In Greece, education-centered films are rare. Most of them were produced during the 1980s and were of bad taste, knock-about comedies. We chose two films and a documentary, representative of:

  • the time,
  • the changes (social and political),
  • the differences in setting, theme, plot, and character,
  • the implied radicalness,
  • the popularity and critical praise,

and they were studied and analyzed for :

Ø the specific images they portray relative to the good teacher, the good student and the good school

Ø the treatment of race, ethnicity, gender, language, and class

Ø the critical frameworks and theoretical perspectives included in Image and Education

Ø the potential consequences of pedagogical image, specifically anti-democratic, anti-collectivity, disciplinarity, oppression, and inauthenticity.

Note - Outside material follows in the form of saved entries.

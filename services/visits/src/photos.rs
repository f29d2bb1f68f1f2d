//! Visitor photo uploads

use async_trait::async_trait;
use common::{PlatformClient, PlatformResult};
use image::ImageFormat;
use mockall::automock;
use std::path::Path;
use uuid::Uuid;

/// Folder inside the bucket that holds visitor photos
pub const PHOTO_FOLDER: &str = "visitor_photos";

/// A photo picked for upload
#[derive(Debug, Clone, PartialEq)]
pub struct PhotoUpload {
    pub file_name: String,
    pub content_type: String,
    pub bytes: Vec<u8>,
}

impl PhotoUpload {
    /// Read a photo from disk, guessing its content type from the extension
    pub fn from_path(path: &Path) -> std::io::Result<Self> {
        let bytes = std::fs::read(path)?;
        let file_name = path
            .file_name()
            .map(|n| n.to_string_lossy().into_owned())
            .unwrap_or_else(|| "photo".to_string());

        Ok(Self {
            content_type: content_type_for(&file_name).to_string(),
            file_name,
            bytes,
        })
    }

    /// Extension of the original file name, lowercased
    pub fn extension(&self) -> String {
        Path::new(&self.file_name)
            .extension()
            .map(|e| e.to_string_lossy().to_lowercase())
            .unwrap_or_else(|| "bin".to_string())
    }

    /// Fresh object name, e.g. `visitor_photos/<uuid>.jpg`
    pub fn object_name(&self) -> String {
        format!("{}/{}.{}", PHOTO_FOLDER, Uuid::new_v4(), self.extension())
    }
}

fn content_type_for(file_name: &str) -> &'static str {
    Path::new(file_name)
        .extension()
        .and_then(ImageFormat::from_extension)
        .map(|format| format.to_mime_type())
        .unwrap_or("application/octet-stream")
}

/// Where visitor photos are stored
#[automock]
#[async_trait]
pub trait PhotoStorage: Send + Sync {
    /// Store `photo` under a fresh name and return its public URL
    async fn store(&self, photo: &PhotoUpload, upsert: bool) -> PlatformResult<String>;
}

/// `PhotoStorage` backed by a platform storage bucket
#[derive(Clone, Debug)]
pub struct BucketPhotoStorage {
    client: PlatformClient,
    bucket: String,
}

impl BucketPhotoStorage {
    pub fn new(client: PlatformClient, bucket: &str) -> Self {
        Self {
            client,
            bucket: bucket.to_string(),
        }
    }
}

#[async_trait]
impl PhotoStorage for BucketPhotoStorage {
    async fn store(&self, photo: &PhotoUpload, upsert: bool) -> PlatformResult<String> {
        let path = photo.object_name();
        self.client
            .upload(
                &self.bucket,
                &path,
                photo.bytes.clone(),
                &photo.content_type,
                upsert,
            )
            .await?;
        Ok(self.client.public_url(&self.bucket, &path))
    }
}
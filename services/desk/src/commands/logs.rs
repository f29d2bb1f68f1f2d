use anyhow::{Context, Result};
use chrono::Local;
use std::fs::File;
use visits::approval::scope;
use visits::logs::{export_csv, search_entries};

use crate::cli::LogsArgs;
use crate::context::AppContext;
use crate::output::logs_table;
use crate::router::Route;

pub async fn run(ctx: &AppContext, args: LogsArgs) -> Result<()> {
    let user = ctx.open_private(Route::Logs).await?;

    let entries = ctx
        .visit_logs()
        .entries(scope(&user), args.date, &Local)
        .await?;
    let matching = search_entries(&entries, args.search.as_deref().unwrap_or_default());
    println!("{}", logs_table(&matching));

    if let Some(path) = &args.export {
        let file = File::create(path)
            .with_context(|| format!("Failed to create {}", path.display()))?;
        export_csv(matching.iter().copied(), file)?;
        println!("{} entries exported to {}", matching.len(), path.display());
    }
    Ok(())
}
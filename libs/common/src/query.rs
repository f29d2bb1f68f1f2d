//! Table query builder
//!
//! A `Query` names a table and carries the projection, filters, ordering and
//! limit of a request against the platform's table API. It is plain data:
//! `PlatformClient` turns it into an HTTP request, tests inspect the encoded
//! pairs directly.

use chrono::{DateTime, SecondsFormat, Utc};

/// Sort direction
#[derive(Debug, Clone, Copy, PartialEq, Eq)]
pub enum Order {
    Ascending,
    Descending,
}

impl Order {
    fn as_str(self) -> &'static str {
        match self {
            Order::Ascending => "asc",
            Order::Descending => "desc",
        }
    }
}

/// A request against one table
#[derive(Debug, Clone, PartialEq, Eq)]
pub struct Query {
    table: String,
    select: String,
    filters: Vec<(String, String)>,
    order: Vec<String>,
    limit: Option<usize>,
}

impl Query {
    /// Start a query on `table` selecting every column
    pub fn table(table: &str) -> Self {
        Self {
            table: table.to_string(),
            select: "*".to_string(),
            filters: Vec::new(),
            order: Vec::new(),
            limit: None,
        }
    }

    /// Replace the projection, e.g. `"*, visitor:visitors(*)"`
    pub fn select(mut self, columns: &str) -> Self {
        self.select = columns.split_whitespace().collect::<String>();
        self
    }

    pub fn eq(self, column: &str, value: impl ToString) -> Self {
        self.filter(column, "eq", value.to_string())
    }

    pub fn neq(self, column: &str, value: impl ToString) -> Self {
        self.filter(column, "neq", value.to_string())
    }

    pub fn gt(self, column: &str, value: impl ToString) -> Self {
        self.filter(column, "gt", value.to_string())
    }

    pub fn gte(self, column: &str, value: impl ToString) -> Self {
        self.filter(column, "gte", value.to_string())
    }

    pub fn lt(self, column: &str, value: impl ToString) -> Self {
        self.filter(column, "lt", value.to_string())
    }

    pub fn lte(self, column: &str, value: impl ToString) -> Self {
        self.filter(column, "lte", value.to_string())
    }

    /// Case-insensitive pattern match (`*` is the wildcard)
    pub fn ilike(self, column: &str, pattern: &str) -> Self {
        self.filter(column, "ilike", pattern.to_string())
    }

    pub fn is_null(self, column: &str) -> Self {
        self.filter(column, "is", "null".to_string())
    }

    /// Membership test against a list of values
    pub fn in_list<I, S>(self, column: &str, values: I) -> Self
    where
        I: IntoIterator<Item = S>,
        S: AsRef<str>,
    {
        let list = values
            .into_iter()
            .map(|v| quote_list_value(v.as_ref()))
            .collect::<Vec<_>>()
            .join(",");
        self.filter(column, "in", format!("({})", list))
    }

    /// Raw disjunction, e.g. `"approved_at.is.null,approved_at.gte.2024-01-01"`
    pub fn or(mut self, expression: &str) -> Self {
        self.filters
            .push(("or".to_string(), format!("({})", expression)));
        self
    }

    pub fn order(mut self, column: &str, order: Order) -> Self {
        self.order.push(format!("{}.{}", column, order.as_str()));
        self
    }

    pub fn limit(mut self, limit: usize) -> Self {
        self.limit = Some(limit);
        self
    }

    pub fn table_name(&self) -> &str {
        &self.table
    }

    pub fn current_limit(&self) -> Option<usize> {
        self.limit
    }

    pub fn columns(&self) -> &str {
        &self.select
    }

    /// Query-string pairs for a read
    pub fn to_pairs(&self) -> Vec<(String, String)> {
        let mut pairs = vec![("select".to_string(), self.select.clone())];
        pairs.extend(self.filters.iter().cloned());
        if !self.order.is_empty() {
            pairs.push(("order".to_string(), self.order.join(",")));
        }
        if let Some(limit) = self.limit {
            pairs.push(("limit".to_string(), limit.to_string()));
        }
        pairs
    }

    /// Query-string pairs for a write: filters only
    pub fn filter_pairs(&self) -> Vec<(String, String)> {
        self.filters.clone()
    }

    fn filter(mut self, column: &str, op: &str, value: String) -> Self {
        self.filters
            .push((column.to_string(), format!("{}.{}", op, value)));
        self
    }
}

/// Format a timestamp the way filters expect it (UTC, millisecond precision)
pub fn timestamp(value: &DateTime<Utc>) -> String {
    value.to_rfc3339_opts(SecondsFormat::Millis, true)
}

/// Total row count from a `Content-Range` header (`0-24/3573`, `*/0`)
pub fn parse_content_range(header: &str) -> Option<u64> {
    let (_, total) = header.trim().rsplit_once('/')?;
    total.parse().ok()
}

fn quote_list_value(value: &str) -> String {
    let needs_quotes = value.is_empty()
        || value
            .chars()
            .any(|c| matches!(c, ',' | '(' | ')' | '"' | '\\' | ':') || c.is_whitespace());

    if needs_quotes {
        format!("\"{}\"", value.replace('\\', "\\\\").replace('"', "\\\""))
    } else {
        value.to_string()
    }
}
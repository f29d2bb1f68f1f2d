mod account;
mod approvals;
mod board;
mod logs;
mod registration;

use anyhow::{Context, Result};
use std::path::Path;
use visits::qr::png_bytes;

use crate::cli::Commands;
use crate::context::AppContext;

pub async fn run(ctx: &AppContext, command: Commands) -> Result<()> {
    match command {
        Commands::Login(args) => account::login(ctx, args).await,
        Commands::Signup(args) => account::signup(ctx, args).await,
        Commands::Logout => account::logout(ctx).await,
        Commands::Whoami => account::whoami(ctx).await,
        Commands::Departments => account::departments(ctx).await,
        Commands::Users(command) => account::users(ctx, command).await,
        Commands::RequestVisit(args) => registration::request_visit(ctx, args).await,
        Commands::RegisterVisitor(args) => registration::register_visitor(ctx, args).await,
        Commands::PreRegister(args) => registration::pre_register(ctx, args).await,
        Commands::BulkUpload(args) => registration::bulk_upload(ctx, args).await,
        Commands::Approvals(command) => approvals::run(ctx, command).await,
        Commands::Display(args) => board::display(ctx, args).await,
        Commands::Dashboard(args) => board::dashboard(ctx, args).await,
        Commands::Logs(args) => logs::run(ctx, args).await,
    }
}

/// Report delivery of a visit pass and save it when asked
fn deliver_pass(qr_code: &str, email_sent: bool, out: Option<&Path>) -> Result<()> {
    if email_sent {
        println!("Visit pass emailed to the visitor.");
    } else {
        println!("The visit pass could not be emailed.");
    }

    if let Some(path) = out {
        let png = png_bytes(qr_code)?;
        std::fs::write(path, png)
            .with_context(|| format!("Failed to write visit pass to {}", path.display()))?;
        println!("Visit pass saved to {}", path.display());
    }
    Ok(())
}
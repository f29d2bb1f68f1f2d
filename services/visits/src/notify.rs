//! Email notification of visit passes

use async_trait::async_trait;
use chrono::{DateTime, Local, Utc};
use common::config::{EmailConfig, EmailCredentials};
use mockall::automock;
use serde::Serialize;
use serde_json::json;
use std::sync::Arc;
use tracing::{info, warn};

use crate::error::{VisitsError, VisitsResult};

/// Template parameters of the visit pass email
#[derive(Debug, Clone, PartialEq, Serialize)]
pub struct VisitEmail {
    pub to_name: String,
    pub to_email: String,
    pub qr_code: String,
    pub visit_id: String,
    pub visit_purpose: String,
    pub host_name: String,
    pub valid_until: String,
}

/// Human-readable local time for email bodies
pub fn display_time(instant: &DateTime<Utc>) -> String {
    instant
        .with_timezone(&Local)
        .format("%-m/%-d/%Y, %-I:%M:%S %p")
        .to_string()
}

#[automock]
#[async_trait]
pub trait Mailer: Send + Sync {
    async fn send_visit_pass(&self, email: &VisitEmail) -> VisitsResult<()>;
}

/// Mailer posting to an EmailJS-compatible REST endpoint
#[derive(Clone, Debug)]
pub struct EmailJsMailer {
    http: reqwest::Client,
    credentials: EmailCredentials,
}

impl EmailJsMailer {
    pub fn new(credentials: EmailCredentials) -> VisitsResult<Self> {
        let http = reqwest::Client::builder()
            .timeout(credentials.timeout)
            .build()
            .map_err(|e| VisitsError::Email(e.to_string()))?;

        Ok(Self { http, credentials })
    }

    fn body(&self, email: &VisitEmail) -> serde_json::Value {
        json!({
            "service_id": self.credentials.service_id,
            "template_id": self.credentials.template_id,
            "user_id": self.credentials.public_key,
            "template_params": email,
        })
    }
}

#[async_trait]
impl Mailer for EmailJsMailer {
    async fn send_visit_pass(&self, email: &VisitEmail) -> VisitsResult<()> {
        let response = self
            .http
            .post(&self.credentials.endpoint)
            .json(&self.body(email))
            .send()
            .await
            .map_err(|e| VisitsError::Email(e.to_string()))?;

        let status = response.status();
        if !status.is_success() {
            let body = response.text().await.unwrap_or_default();
            return Err(VisitsError::Email(format!("{}: {}", status, body.trim())));
        }

        info!("Visit pass emailed to {}", email.to_email);
        Ok(())
    }
}

/// Mailer used when no email credentials are configured
#[derive(Clone, Copy, Debug, Default)]
pub struct DisabledMailer;

#[async_trait]
impl Mailer for DisabledMailer {
    async fn send_visit_pass(&self, _email: &VisitEmail) -> VisitsResult<()> {
        Err(VisitsError::EmailDisabled)
    }
}

/// Mailer for the configured credentials, or a disabled one
pub fn mailer_from_config(config: &EmailConfig) -> VisitsResult<Arc<dyn Mailer>> {
    match config.credentials() {
        Some(credentials) => Ok(Arc::new(EmailJsMailer::new(credentials)?)),
        None => {
            warn!("Email credentials are not configured; visit passes will not be emailed");
            Ok(Arc::new(DisabledMailer))
        }
    }
}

Ø the implications relative to resistance, in terms both of how resistance is represented within the texts themselves, and how each might be appropriated for a resistance-based pedagogy in the classroom.

THE GREEK CINEMA

The Greek cinema is one of the most important pieces of the Modern Greek culture, in spite of its young age and the poor means of the Greek cinematographic production. It gave birth to masterpieces of cinematographic art and made world known important directors, scenario writers, photography directors, composers and amazing actors. We consider the Greek cinema as a single total and we do not make the segregation in old commercial and new qualitative cinema, a segregation that we consider false and factitious. If there is a need to “partition” for historical reasons, we can spot three periods.

v Pre World War II, that includes the first attempts for the creation of local cinematographic production.

v After World War II, that substantially begins by the end of the German occupation, with the film “Claps” of Giorgos Tzavellas.

v The Post World War II era that begins with the liberation and emancipation of the artistic forces after the fall of the dictatorship (1973) and considers the film "Thiasos" (theatre troupe) of Thodoros Aggelopoulos as its brilliant starting line. For us commercial and qualitative segregation does not exist in the Greek cinema. As in all the Arts thus and here, exists only good and bad cinema, no matter what side its creators place themselves.